Нет, не ум привлек меня поначалу к нему, хотя, едва познакомившись, мы начали «перекатывать» глобальные проблемы. Нужно было сперва привыкнуть к его скрупулезной, всегда сложной манере изложения, не шарахаться от парадоксальности его суждений, научиться ставить себя на его точку зрения. Это пришло ко мне не сразу, а раньше, я открыл в нем интеллигентность характера…
Кто как, а я лично хронически страдаю от нехватки интеллигентности, быть может, потому, что и сам ею обделен. Трудно определить, что понимаю под интеллигентностью, скорей всего, наличие в человеке той струны, которая чутко отзывается на твои колебания. Это в Алексее Николаевиче было. Старше меня на двадцать лет, он успел в отрочестве вдохнуть ту атмосферу, которую одухотворяли Лев Толстой, Чехов, Короленко, и это придавало интеллигентности Алексея Николаевича особый колорит.
Впрочем, однажды он тут обманул мои ожидания. В Сиене нас, группу русских туристов, повели в музей вин. Яркое солнце Италии снаружи, загадочный сумрак внутри стен средневековой крепости, ошеломляющее разнообразие выставленных бутылок настроили меня на благоговейный лад. Мне вспомнились слова Ланжевена, великого физика и тонкого знатока вин: «Вино не пьют, о вине говорят». И во вдохновенном порыве я решил купить предельно дорогую для моих скудных туристических финансов бутылку вина, мысленно поклявшись себе, что разопью ее дома с наиболее интеллигентным собеседником из моих знакомых.
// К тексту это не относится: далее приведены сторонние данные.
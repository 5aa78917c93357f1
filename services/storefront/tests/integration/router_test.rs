use axum::http::StatusCode;
use axum_test::TestServer;
use deadpool_redis::Runtime;
use sea_orm::DatabaseConnection;
use serde_json::json;
use uuid::Uuid;

use storefront::domain::notification::ChannelPolicy;
use storefront::router::build_router;
use storefront::state::AppState;
use storefront_auth_types::session::SessionSecret;
use storefront_testing::auth::{TEST_JWT_SECRET, TestSession};

use crate::helpers::token_issuer;

/// Router with no live backing services: the database is disconnected and
/// Redis points at a closed port.
fn server() -> TestServer {
    let redis = deadpool_redis::Config::from_url("redis://127.0.0.1:1")
        .create_pool(Some(Runtime::Tokio1))
        .unwrap();
    let state = AppState {
        db: DatabaseConnection::Disconnected,
        redis,
        session_secret: SessionSecret::new(TEST_JWT_SECRET),
        tokens: token_issuer(),
        channels: ChannelPolicy::default(),
    };
    TestServer::new(build_router(state)).unwrap()
}

#[tokio::test]
async fn should_answer_liveness_without_dependencies() {
    let response = server().get("/healthz").await;
    response.assert_status_ok();
}

#[tokio::test]
async fn should_report_unready_when_dependencies_are_down() {
    let response = server().get("/readyz").await;
    response.assert_status(StatusCode::SERVICE_UNAVAILABLE);
    let body: serde_json::Value = response.json();
    assert_eq!(body["database"], "unavailable");
    assert_eq!(body["redis"], "unavailable");
}

#[tokio::test]
async fn should_reject_cart_access_without_token() {
    let response = server().get("/cart").await;
    response.assert_status(StatusCode::UNAUTHORIZED);
    let body: serde_json::Value = response.json();
    assert_eq!(body["kind"], "INVALID_TOKEN");
}

#[tokio::test]
async fn should_reject_forged_token() {
    let response = server()
        .get("/orders")
        .authorization_bearer("not-a-jwt")
        .await;
    response.assert_status(StatusCode::UNAUTHORIZED);
}

#[tokio::test]
async fn should_forbid_status_change_by_customer() {
    let session = TestSession::customer(Uuid::new_v4());
    let response = server()
        .patch(&format!("/orders/{}", Uuid::new_v4()))
        .authorization_bearer(session.token())
        .json(&json!({ "status": "cancelled" }))
        .await;
    response.assert_status(StatusCode::FORBIDDEN);
    let body: serde_json::Value = response.json();
    assert_eq!(body["kind"], "FORBIDDEN");
}

#[tokio::test]
async fn should_require_shipping_address_at_checkout() {
    let session = TestSession::customer(Uuid::new_v4());
    let response = server()
        .post("/orders")
        .authorization_bearer(session.token())
        .json(&json!({ "shipping_address": "  " }))
        .await;
    response.assert_status(StatusCode::BAD_REQUEST);
}

#[tokio::test]
async fn should_reject_malformed_identifier_before_lookup() {
    let response = server()
        .post("/auth/login")
        .json(&json!({ "identifier": "not an identifier", "password": "whatever" }))
        .await;
    response.assert_status(StatusCode::BAD_REQUEST);
    let body: serde_json::Value = response.json();
    assert_eq!(body["kind"], "INVALID_INPUT");
}

#[tokio::test]
async fn should_render_malformed_json_as_invalid_input() {
    let response = server()
        .post("/auth/login")
        .content_type("application/json")
        .bytes("{not json".into())
        .await;
    response.assert_status(StatusCode::BAD_REQUEST);
    let body: serde_json::Value = response.json();
    assert_eq!(body["kind"], "INVALID_INPUT");
}

#[tokio::test]
async fn should_render_missing_field_as_invalid_input() {
    let response = server()
        .post("/auth/login")
        .json(&json!({ "identifier": "ada@example.com" }))
        .await;
    response.assert_status(StatusCode::BAD_REQUEST);
    let body: serde_json::Value = response.json();
    assert_eq!(body["kind"], "INVALID_INPUT");
}

#[tokio::test]
async fn should_render_bad_path_and_query_as_invalid_input() {
    let session = TestSession::customer(Uuid::new_v4());

    let response = server()
        .get("/orders/not-a-uuid")
        .authorization_bearer(session.token())
        .await;
    response.assert_status(StatusCode::BAD_REQUEST);
    let body: serde_json::Value = response.json();
    assert_eq!(body["kind"], "INVALID_INPUT");

    let response = server()
        .get("/orders?page=first")
        .authorization_bearer(session.token())
        .await;
    response.assert_status(StatusCode::BAD_REQUEST);
    let body: serde_json::Value = response.json();
    assert_eq!(body["kind"], "INVALID_INPUT");
}

#[tokio::test]
async fn should_echo_request_id() {
    let response = server().get("/healthz").await;
    let id = response.header("x-request-id");
    assert!(!id.is_empty());
}
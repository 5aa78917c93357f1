//! Pagination parameters and page envelopes.

use serde::{Deserialize, Serialize};

/// Pagination parameters shared across list endpoints.
///
/// - `per_page`: 1–100, default 25
/// - `page`: ≥ 1, default 1
#[derive(Debug, Clone, Copy, PartialEq, Eq, Serialize, Deserialize)]
pub struct PageRequest {
    #[serde(default = "default_per_page", rename = "per-page")]
    pub per_page: u32,
    #[serde(default = "default_page")]
    pub page: u32,
}

fn default_per_page() -> u32 {
    25
}

fn default_page() -> u32 {
    1
}

impl Default for PageRequest {
    fn default() -> Self {
        Self {
            per_page: default_per_page(),
            page: default_page(),
        }
    }
}

impl PageRequest {
    /// Clamp `per_page` to 1–100 and `page` to ≥ 1.
    pub fn clamped(self) -> Self {
        Self {
            per_page: self.per_page.clamp(1, 100),
            page: self.page.max(1),
        }
    }

    /// Zero-based row offset of the first item on this page (after clamping).
    pub fn offset(self) -> u64 {
        let p = self.clamped();
        u64::from(p.page - 1) * u64::from(p.per_page)
    }

    pub fn limit(self) -> u64 {
        u64::from(self.clamped().per_page)
    }
}

/// One page of results plus the total row count.
#[derive(Debug, Clone, PartialEq, Eq, Serialize)]
pub struct Page<T> {
    pub items: Vec<T>,
    pub total: u64,
    pub page: u32,
    #[serde(rename = "per-page")]
    pub per_page: u32,
}

impl<T> Page<T> {
    pub fn new(items: Vec<T>, total: u64, request: PageRequest) -> Self {
        let request = request.clamped();
        Self {
            items,
            total,
            page: request.page,
            per_page: request.per_page,
        }
    }

    pub fn map<U>(self, f: impl FnMut(T) -> U) -> Page<U> {
        Page {
            items: self.items.into_iter().map(f).collect(),
            total: self.total,
            page: self.page,
            per_page: self.per_page,
        }
    }
}
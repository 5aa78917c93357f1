use sea_orm_migration::prelude::*;

mod m20260501_000001_create_users;
mod m20260501_000002_create_catalog;
mod m20260501_000003_create_carts;
mod m20260501_000004_create_orders;
mod m20260501_000005_create_outbox_events;

pub struct Migrator;

#[async_trait::async_trait]
impl MigratorTrait for Migrator {
    fn migrations() -> Vec<Box<dyn MigrationTrait>> {
        vec![
            Box::new(m20260501_000001_create_users::Migration),
            Box::new(m20260501_000002_create_catalog::Migration),
            Box::new(m20260501_000003_create_carts::Migration),
            Box::new(m20260501_000004_create_orders::Migration),
            Box::new(m20260501_000005_create_outbox_events::Migration),
        ]
    }
}
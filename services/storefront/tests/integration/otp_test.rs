use std::time::Duration;

use storefront::domain::notification::{DeliveryChannel, Notification};
use storefront::error::StorefrontError;
use storefront_domain::identifier::Identifier;

use crate::helpers::{MemStore, MockQueue, email, otp_machine};

#[tokio::test]
async fn should_issue_code_and_enqueue_delivery() {
    let store = MemStore::new();
    let queue = MockQueue::new();
    let otp = otp_machine(store.clone(), queue.clone());
    let id = email("ada@example.com");

    let issued = otp.issue(&id).await.unwrap();
    assert_eq!(issued.channel, DeliveryChannel::Email);
    assert_eq!(issued.expires_in_secs, 300);

    let jobs = queue.jobs();
    assert_eq!(jobs.len(), 1, "expected exactly one delivery job");
    let code = queue.last_code().unwrap();
    assert_eq!(code.len(), 6);
    assert_eq!(store.raw("otp:email:ada@example.com"), Some(code));
    assert!(matches!(
        &jobs[0].notification,
        Notification::OtpDelivery { recipient, .. } if *recipient == id
    ));
}

#[tokio::test]
async fn should_route_phone_codes_whatsapp_first() {
    let queue = MockQueue::new();
    let otp = otp_machine(MemStore::new(), queue.clone());
    let id: Identifier = "+1 555 010 2030".parse().unwrap();

    let issued = otp.issue(&id).await.unwrap();
    assert_eq!(issued.channel, DeliveryChannel::WhatsApp);
    match &queue.jobs()[0].notification {
        Notification::OtpDelivery { channels, .. } => {
            assert_eq!(channels, &[DeliveryChannel::WhatsApp, DeliveryChannel::Sms]);
        }
        other => panic!("expected OtpDelivery, got {other:?}"),
    }
}

#[tokio::test]
async fn should_keep_only_latest_code_live() {
    let queue = MockQueue::new();
    let otp = otp_machine(MemStore::new(), queue.clone());
    let id = email("ada@example.com");

    otp.issue(&id).await.unwrap();
    let first = queue.last_code().unwrap();
    otp.issue(&id).await.unwrap();
    let second = queue.last_code().unwrap();

    if first != second {
        let result = otp.verify(&id, &first).await;
        assert!(
            matches!(result, Err(StorefrontError::InvalidOtp { .. })),
            "expected InvalidOtp for superseded code, got {result:?}"
        );
    }
    otp.verify(&id, &second).await.unwrap();
}

#[tokio::test]
async fn should_accept_code_only_once() {
    let queue = MockQueue::new();
    let otp = otp_machine(MemStore::new(), queue.clone());
    let id = email("ada@example.com");

    otp.issue(&id).await.unwrap();
    let code = queue.last_code().unwrap();

    otp.verify(&id, &code).await.unwrap();
    let result = otp.verify(&id, &code).await;
    assert!(
        matches!(result, Err(StorefrontError::InvalidOrExpiredOtp)),
        "expected InvalidOrExpiredOtp on reuse, got {result:?}"
    );
}

#[tokio::test]
async fn should_report_remaining_attempts() {
    let queue = MockQueue::new();
    let otp = otp_machine(MemStore::new(), queue.clone());
    let id = email("ada@example.com");

    otp.issue(&id).await.unwrap();
    let wrong = wrong_code(&queue.last_code().unwrap());

    let first = otp.verify(&id, &wrong).await;
    assert!(
        matches!(first, Err(StorefrontError::InvalidOtp { remaining_attempts: 2 })),
        "got {first:?}"
    );
    let second = otp.verify(&id, &wrong).await;
    assert!(
        matches!(second, Err(StorefrontError::InvalidOtp { remaining_attempts: 1 })),
        "got {second:?}"
    );
}

#[tokio::test(start_paused = true)]
async fn should_cool_down_after_three_failures_then_recover() {
    let store = MemStore::new();
    let queue = MockQueue::new();
    let otp = otp_machine(store.clone(), queue.clone());
    let id = email("ada@example.com");

    otp.issue(&id).await.unwrap();
    let code = queue.last_code().unwrap();
    let wrong = wrong_code(&code);

    let _ = otp.verify(&id, &wrong).await;
    let _ = otp.verify(&id, &wrong).await;
    let third = otp.verify(&id, &wrong).await;
    assert!(
        matches!(third, Err(StorefrontError::RateLimited { retry_after_secs: 60 })),
        "expected RateLimited on third failure, got {third:?}"
    );

    // Even the right code is refused while cooling down.
    tokio::time::advance(Duration::from_secs(30)).await;
    let gated = otp.verify(&id, &code).await;
    assert!(
        matches!(gated, Err(StorefrontError::RateLimited { retry_after_secs: 30 })),
        "expected RateLimited with remaining window, got {gated:?}"
    );
    let reissue = otp.issue(&id).await;
    assert!(
        matches!(reissue, Err(StorefrontError::RateLimited { .. })),
        "expected issuance blocked during cooldown, got {reissue:?}"
    );

    tokio::time::advance(Duration::from_secs(31)).await;
    otp.verify(&id, &code).await.unwrap();
    assert!(store.keys().is_empty(), "left keys: {:?}", store.keys());
}

#[tokio::test(start_paused = true)]
async fn should_expire_code_after_ttl() {
    let queue = MockQueue::new();
    let otp = otp_machine(MemStore::new(), queue.clone());
    let id = email("ada@example.com");

    otp.issue(&id).await.unwrap();
    let code = queue.last_code().unwrap();

    tokio::time::advance(Duration::from_secs(301)).await;
    let result = otp.verify(&id, &code).await;
    assert!(
        matches!(result, Err(StorefrontError::InvalidOrExpiredOtp)),
        "expected InvalidOrExpiredOtp after expiry, got {result:?}"
    );
}

#[tokio::test]
async fn should_count_failures_without_live_code() {
    let otp = otp_machine(MemStore::new(), MockQueue::new());
    let id = email("ghost@example.com");

    let _ = otp.verify(&id, "000000").await;
    let _ = otp.verify(&id, "000000").await;
    let third = otp.verify(&id, "000000").await;
    assert!(
        matches!(third, Err(StorefrontError::RateLimited { .. })),
        "expected RateLimited, got {third:?}"
    );
}

#[tokio::test]
async fn should_reset_attempts_on_reissue() {
    let queue = MockQueue::new();
    let otp = otp_machine(MemStore::new(), queue.clone());
    let id = email("ada@example.com");

    otp.issue(&id).await.unwrap();
    let wrong = wrong_code(&queue.last_code().unwrap());
    let _ = otp.verify(&id, &wrong).await;
    let _ = otp.verify(&id, &wrong).await;

    otp.issue(&id).await.unwrap();
    let wrong = wrong_code(&queue.last_code().unwrap());
    let result = otp.verify(&id, &wrong).await;
    assert!(
        matches!(result, Err(StorefrontError::InvalidOtp { remaining_attempts: 2 })),
        "expected fresh attempt budget, got {result:?}"
    );
}

#[tokio::test]
async fn should_fail_issue_when_queue_unavailable() {
    let otp = otp_machine(MemStore::new(), MockQueue::failing());
    let result = otp.issue(&email("ada@example.com")).await;
    assert!(
        matches!(result, Err(StorefrontError::Internal(_))),
        "expected Internal, got {result:?}"
    );
}

fn wrong_code(code: &str) -> String {
    if code == "000000" {
        "111111".to_owned()
    } else {
        "000000".to_owned()
    }
}
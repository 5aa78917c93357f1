use std::time::Duration;

use anyhow::{Context, Result};
use clap::{Parser, Subcommand};
use sea_orm::{Database, DatabaseConnection};

use storefront::config::StorefrontConfig;
use storefront::domain::notification::ChannelPolicy;
use storefront::infra::cache::RedisStore;
use storefront::infra::notify::HttpNotificationSender;
use storefront::infra::outbox::DbOutboxRepository;
use storefront::router::build_router;
use storefront::state::AppState;
use storefront::usecase::dispatch::DispatchWorker;
use storefront::usecase::token::TokenIssuer;
use storefront_auth_types::session::SessionSecret;
use storefront_core::config::Config;
use storefront_core::tracing::init_tracing;

#[derive(Parser)]
#[command(about = "Storefront order backend")]
struct Args {
    #[command(subcommand)]
    command: Command,
}

#[derive(Subcommand)]
enum Command {
    /// Serve the HTTP API
    Serve,
    /// Run the notification outbox worker
    Dispatch,
}

#[tokio::main]
async fn main() -> Result<()> {
    init_tracing("info");
    let args = Args::parse();

    let config = StorefrontConfig::from_env().context("failed to load configuration")?;
    let db = Database::connect(&config.database_url)
        .await
        .context("failed to connect to database")?;

    match args.command {
        Command::Serve => serve(config, db).await,
        Command::Dispatch => dispatch(config, db).await,
    }
}

fn redis_pool(config: &StorefrontConfig) -> Result<deadpool_redis::Pool> {
    deadpool_redis::Config::from_url(&config.redis_url)
        .create_pool(Some(deadpool_redis::Runtime::Tokio1))
        .context("failed to create Redis pool")
}

async fn serve(config: StorefrontConfig, db: DatabaseConnection) -> Result<()> {
    let redis = redis_pool(&config)?;

    let state = AppState {
        db,
        redis,
        session_secret: SessionSecret::new(config.jwt_secret.as_str()),
        tokens: TokenIssuer {
            secret: config.jwt_secret.clone(),
            expires_in_secs: config.jwt_expires_in_secs,
        },
        channels: ChannelPolicy {
            phone_prefers_whatsapp: config.otp_phone_prefer_whatsapp,
        },
    };

    let router = build_router(state);
    let addr = format!("0.0.0.0:{}", config.storefront_port);
    let listener = tokio::net::TcpListener::bind(&addr)
        .await
        .with_context(|| format!("failed to bind {addr}"))?;

    tracing::info!(%addr, "storefront listening");
    axum::serve(listener, router)
        .with_graceful_shutdown(shutdown_signal())
        .await
        .context("server error")?;
    Ok(())
}

async fn dispatch(config: StorefrontConfig, db: DatabaseConnection) -> Result<()> {
    let worker = DispatchWorker {
        outbox: DbOutboxRepository { db },
        sender: HttpNotificationSender::from_config(&config)?,
        codes: RedisStore {
            pool: redis_pool(&config)?,
        },
        app_name: config.app_name.clone(),
        batch_size: config.dispatch_batch_size,
    };

    tracing::info!(
        poll_interval_ms = config.dispatch_poll_interval_ms,
        batch_size = config.dispatch_batch_size,
        "dispatch worker started"
    );
    worker
        .run(
            Duration::from_millis(config.dispatch_poll_interval_ms),
            shutdown_signal(),
        )
        .await;
    Ok(())
}

async fn shutdown_signal() {
    if let Err(e) = tokio::signal::ctrl_c().await {
        tracing::error!(error = %e, "failed to listen for shutdown signal");
        std::future::pending::<()>().await;
    }
    tracing::info!("shutdown signal received");
}
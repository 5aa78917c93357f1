use axum::http::{HeaderName, HeaderValue};
use tower_http::request_id::{
    MakeRequestId, PropagateRequestIdLayer, RequestId, SetRequestIdLayer,
};
use uuid::Uuid;

pub const REQUEST_ID_HEADER: &str = "x-request-id";

#[derive(Clone, Default)]
pub struct MakeUuidRequestId;

impl MakeRequestId for MakeUuidRequestId {
    fn make_request_id<B>(&mut self, _request: &axum::http::Request<B>) -> Option<RequestId> {
        HeaderValue::from_str(&Uuid::now_v7().to_string())
            .ok()
            .map(RequestId::new)
    }
}

/// Assigns `x-request-id` to requests that arrive without one.
pub fn request_id_layer() -> SetRequestIdLayer<MakeUuidRequestId> {
    SetRequestIdLayer::new(HeaderName::from_static(REQUEST_ID_HEADER), MakeUuidRequestId)
}

/// Copies the request's `x-request-id` onto the response.
pub fn propagate_request_id_layer() -> PropagateRequestIdLayer {
    PropagateRequestIdLayer::new(HeaderName::from_static(REQUEST_ID_HEADER))
}
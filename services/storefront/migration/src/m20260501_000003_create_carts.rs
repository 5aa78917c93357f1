use sea_orm_migration::prelude::*;

#[derive(DeriveMigrationName)]
pub struct Migration;

#[async_trait::async_trait]
impl MigrationTrait for Migration {
    async fn up(&self, manager: &SchemaManager) -> Result<(), DbErr> {
        manager
            .create_table(
                Table::create()
                    .table(Carts::Table)
                    .if_not_exists()
                    .col(ColumnDef::new(Carts::Id).uuid().not_null().primary_key())
                    .col(ColumnDef::new(Carts::UserId).uuid().not_null().unique_key())
                    .col(
                        ColumnDef::new(Carts::CreatedAt)
                            .timestamp_with_time_zone()
                            .not_null()
                            .default(Expr::current_timestamp()),
                    )
                    .col(
                        ColumnDef::new(Carts::UpdatedAt)
                            .timestamp_with_time_zone()
                            .not_null()
                            .default(Expr::current_timestamp()),
                    )
                    .foreign_key(
                        ForeignKey::create()
                            .from(Carts::Table, Carts::UserId)
                            .to(Users::Table, Users::Id)
                            .on_delete(ForeignKeyAction::Cascade),
                    )
                    .to_owned(),
            )
            .await?;

        manager
            .create_table(
                Table::create()
                    .table(CartItems::Table)
                    .if_not_exists()
                    .col(ColumnDef::new(CartItems::Id).uuid().not_null().primary_key())
                    .col(ColumnDef::new(CartItems::CartId).uuid().not_null())
                    .col(ColumnDef::new(CartItems::ProductId).uuid().not_null())
                    .col(ColumnDef::new(CartItems::VariantId).uuid())
                    .col(
                        ColumnDef::new(CartItems::Quantity)
                            .integer()
                            .not_null()
                            .check(Expr::col(CartItems::Quantity).gte(1)),
                    )
                    .col(
                        ColumnDef::new(CartItems::UnitPrice)
                            .decimal_len(10, 2)
                            .not_null(),
                    )
                    .col(
                        ColumnDef::new(CartItems::CreatedAt)
                            .timestamp_with_time_zone()
                            .not_null()
                            .default(Expr::current_timestamp()),
                    )
                    .foreign_key(
                        ForeignKey::create()
                            .from(CartItems::Table, CartItems::CartId)
                            .to(Carts::Table, Carts::Id)
                            .on_delete(ForeignKeyAction::Cascade),
                    )
                    .foreign_key(
                        ForeignKey::create()
                            .from(CartItems::Table, CartItems::ProductId)
                            .to(Products::Table, Products::Id)
                            .on_delete(ForeignKeyAction::Cascade),
                    )
                    .foreign_key(
                        ForeignKey::create()
                            .from(CartItems::Table, CartItems::VariantId)
                            .to(ProductVariants::Table, ProductVariants::Id)
                            .on_delete(ForeignKeyAction::Cascade),
                    )
                    .to_owned(),
            )
            .await?;

        manager
            .create_index(
                Index::create()
                    .table(CartItems::Table)
                    .col(CartItems::CartId)
                    .name("idx_cart_items_cart_id")
                    .to_owned(),
            )
            .await
    }

    async fn down(&self, manager: &SchemaManager) -> Result<(), DbErr> {
        manager
            .drop_table(Table::drop().table(CartItems::Table).to_owned())
            .await?;
        manager
            .drop_table(Table::drop().table(Carts::Table).to_owned())
            .await
    }
}

#[derive(Iden)]
enum Carts {
    Table,
    Id,
    UserId,
    CreatedAt,
    UpdatedAt,
}

#[derive(Iden)]
enum CartItems {
    Table,
    Id,
    CartId,
    ProductId,
    VariantId,
    Quantity,
    UnitPrice,
    CreatedAt,
}

#[derive(Iden)]
enum Users {
    Table,
    Id,
}

#[derive(Iden)]
enum Products {
    Table,
    Id,
}

#[derive(Iden)]
enum ProductVariants {
    Table,
    Id,
}
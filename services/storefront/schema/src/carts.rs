use sea_orm::entity::prelude::*;

#[derive(Clone, Debug, PartialEq, Eq, DeriveEntityModel)]
#[sea_orm(table_name = "carts")]
pub struct Model {
    #[sea_orm(primary_key, auto_increment = false)]
    pub id: Uuid,
    #[sea_orm(unique)]
    pub user_id: Uuid,
    pub created_at: chrono::DateTime<chrono::Utc>,
    pub updated_at: chrono::DateTime<chrono::Utc>,
}

#[derive(Copy, Clone, Debug, EnumIter, DeriveRelation)]
pub enum Relation {
    #[sea_orm(
        belongs_to = "super::users::Entity",
        from = "Column::UserId",
        to = "super::users::Column::Id",
        on_delete = "Cascade"
    )]
    User,
    #[sea_orm(has_many = "super::cart_items::Entity")]
    Items,
}

impl Related<super::users::Entity> for Entity {
    fn to() -> RelationDef {
        Relation::User.def()
    }
}

impl Related<super::cart_items::Entity> for Entity {
    fn to() -> RelationDef {
        Relation::Items.def()
    }
}

impl ActiveModelBehavior for ActiveModel {}
use sea_orm::entity::prelude::*;

#[derive(Clone, Debug, PartialEq, Eq, DeriveEntityModel)]
#[sea_orm(table_name = "order_items")]
pub struct Model {
    #[sea_orm(primary_key, auto_increment = false)]
    pub id: Uuid,
    pub order_id: Uuid,
    pub product_id: Uuid,
    pub variant_id: Option<Uuid>,
    pub quantity: i32,
    #[sea_orm(column_type = "Decimal(Some((10, 2)))")]
    pub price: Decimal,
}

#[derive(Copy, Clone, Debug, EnumIter, DeriveRelation)]
pub enum Relation {
    #[sea_orm(
        belongs_to = "super::orders::Entity",
        from = "Column::OrderId",
        to = "super::orders::Column::Id",
        on_delete = "Cascade"
    )]
    Order,
}

impl Related<super::orders::Entity> for Entity {
    fn to() -> RelationDef {
        Relation::Order.def()
    }
}

impl ActiveModelBehavior for ActiveModel {}
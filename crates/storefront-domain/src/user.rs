//! User domain types.

use std::fmt;
use std::str::FromStr;

use serde::{Deserialize, Serialize};

/// Account permission level.
///
/// Wire and storage format: lowercase string (`"customer"`, `"admin"`).
/// New accounts are always created as [`UserRole::Customer`].
#[derive(Debug, Clone, Copy, PartialEq, Eq, Hash, Default, Serialize, Deserialize)]
#[serde(rename_all = "snake_case")]
pub enum UserRole {
    #[default]
    Customer,
    Admin,
}

impl UserRole {
    pub fn as_str(self) -> &'static str {
        match self {
            Self::Customer => "customer",
            Self::Admin => "admin",
        }
    }

    pub fn is_admin(self) -> bool {
        self == Self::Admin
    }
}

impl fmt::Display for UserRole {
    fn fmt(&self, f: &mut fmt::Formatter<'_>) -> fmt::Result {
        f.write_str(self.as_str())
    }
}

#[derive(Debug, Clone, PartialEq, Eq, thiserror::Error)]
#[error("unknown user role: {0}")]
pub struct UnknownRole(pub String);

impl FromStr for UserRole {
    type Err = UnknownRole;

    fn from_str(s: &str) -> Result<Self, Self::Err> {
        match s {
            "customer" => Ok(Self::Customer),
            "admin" => Ok(Self::Admin),
            other => Err(UnknownRole(other.to_owned())),
        }
    }
}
Разумеется, им оказался Алексей Николаевич Леонтьев. Мы уселись друг против друга, сосредоточенно вчитались в пеструю этикетку на бутылке, осведомленней, однако, не стали, торжественно раскупорили, расплеснули по стаканам, дружно внюхались, переглянулись… Вино пахло вином, ничем более. Сдержав позыв разом опрокинуть, мы принялись церемонно смаковать. У музейного напитка был едко-кислый вкус. Конечно, в этой кислятине должны существовать знаменательные оттеночки, но мне они, увы, недоступны, я лишь старался не кривить физиономию, ждал восторгов от чуткого Алексея Николаевича. Но лицо его было непроницаемо, а уста запечатаны.
«Вино не пьют, о вине говорят». Однако музейный напиток не только не служил темой для разговора, он как-то пришиб нас. Осторожненько прикладывались, настороженно наблюдая друг за другом, стоически, не морщились, подавленно молчали… Я хотел налить по второй, однако Алексей Николаевич виновато, должно быть, сам презирая себя, изрек:
— Владимир Федорович, все-таки я предпочитаю водку.
Господи! Да я — тоже! Через минуту на столе стояла обычная водка. Она-то быстро развязала нам языки, но вино так и не стало темой нашего разговора.
Алексей Николаевич нес к дому блуждающую улыбку, я его торжественно провожал. Встретившая нас Маргарита Петровна вгляделась в мужа и сокрушенно объявила:
— Не тот стал Леонтьев! Не-ет! Раньше, в молодости, бывало, выпьет выбирает дерево и… да, карабкается. Лихо и весело!
— Да неуж! — умилился я.
— Во хмелю, кто насколько может, становится ближе к предкам, — апостольски провозгласил Алексей Николаевич.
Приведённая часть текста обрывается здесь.